Task to complete » In the records below, copy the line that contains "fn fmt(&self, f: &mut" and each line after it, word for word, through the last.

[Opening Data shown section]

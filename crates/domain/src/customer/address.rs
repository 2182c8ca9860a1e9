//! Address value object.

use serde::{Deserialize, Serialize};

use super::CustomerError;

/// A postal address. Immutable; replace it to change it.
#[derive(Debug, Clone, PartialEq, Eq, Hash, Serialize, Deserialize)]
pub struct Address {
    street: String,
    number: u32,
    zip: String,
    city: String,
}

impl Address {
    /// Creates a validated address.
    pub fn new(
        street: impl Into<String>,
        number: u32,
        zip: impl Into<String>,
        city: impl Into<String>,
    ) -> Result<Self, CustomerError> {
        let address = Self {
            street: street.into(),
            number,
            zip: zip.into(),
            city: city.into(),
        };
        address.validate()?;
        Ok(address)
    }

    fn validate(&self) -> Result<(), CustomerError> {
        if self.street.trim().is_empty() {
            return Err(CustomerError::InvalidAddress { field: "street" });
        }
        if self.number == 0 {
            return Err(CustomerError::InvalidAddress { field: "number" });
        }
        if self.zip.trim().is_empty() {
            return Err(CustomerError::InvalidAddress { field: "zip" });
        }
        if self.city.trim().is_empty() {
            return Err(CustomerError::InvalidAddress { field: "city" });
        }
        Ok(())
    }

    pub fn street(&self) -> &str {
        &self.street
    }

    pub fn number(&self) -> u32 {
        self.number
    }

    pub fn zip(&self) -> &str {
        &self.zip
    }

    pub fn city(&self) -> &str {
        &self.city
    }
}

impl std::fmt::Display for Address {
    fn fmt(&self, f: &mut std::fmt::Formatter<'_>) -> std::fmt::Result {
        write!(f, "{}, {}, {} {}", self.street, self.number, self.zip, self.city)
    }
}

#[cfg(test)]
mod tests {
    use super::*;

    #[test]
    fn test_address_display() {
        let address = Address::new("Street 1", 1, "Zipcode 1", "City 1").unwrap();
        assert_eq!(address.to_string(), "Street 1, 1, Zipcode 1 City 1");
    }

    #[test]
    fn test_address_rejects_empty_fields() {
        assert_eq!(
            Address::new("", 1, "Zipcode 1", "City 1"),
            Err(CustomerError::InvalidAddress { field: "street" })
        );
        assert_eq!(
            Address::new("Street 1", 0, "Zipcode 1", "City 1"),
            Err(CustomerError::InvalidAddress { field: "number" })
        );
        assert_eq!(
            Address::new("Street 1", 1, " ", "City 1"),
            Err(CustomerError::InvalidAddress { field: "zip" })
        );
        assert_eq!(
            Address::new("Street 1", 1, "Zipcode 1", ""),
            Err(CustomerError::InvalidAddress { field: "city" })
        );
    }

    #[test]
    fn test_address_equality_is_by_value() {
        let a = Address::new("Rua 1", 2, "ZipCode 3", "Cidade 4").unwrap();
        let b = Address::new("Rua 1", 2, "ZipCode 3", "Cidade 4").unwrap();
        assert_eq!(a, b);
    }
}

[Closing Data shown section]

Solution to this exercise »
    fn fmt(&self, f: &mut std::fmt::Formatter<'_>) -> std::fmt::Result {
        write!(f, "{}, {}, {} {}", self.street, self.number, self.zip, self.city)
    }
}

#[cfg(test)]
mod tests {
    use super::*;

    #[test]
    fn test_address_display() {
        let address = Address::new("Street 1", 1, "Zipcode 1", "City 1").unwrap();
        assert_eq!(address.to_string(), "Street 1, 1, Zipcode 1 City 1");
    }

    #[test]
    fn test_address_rejects_empty_fields() {
        assert_eq!(
            Address::new("", 1, "Zipcode 1", "City 1"),
            Err(CustomerError::InvalidAddress { field: "street" })
        );
        assert_eq!(
            Address::new("Street 1", 0, "Zipcode 1", "City 1"),
            Err(CustomerError::InvalidAddress { field: "number" })
        );
        assert_eq!(
            Address::new("Street 1", 1, " ", "City 1"),
            Err(CustomerError::InvalidAddress { field: "zip" })
        );
        assert_eq!(
            Address::new("Street 1", 1, "Zipcode 1", ""),
            Err(CustomerError::InvalidAddress { field: "city" })
        );
    }

    #[test]
    fn test_address_equality_is_by_value() {
        let a = Address::new("Rua 1", 2, "ZipCode 3", "Cidade 4").unwrap();
        let b = Address::new("Rua 1", 2, "ZipCode 3", "Cidade 4").unwrap();
        assert_eq!(a, b);
    }
}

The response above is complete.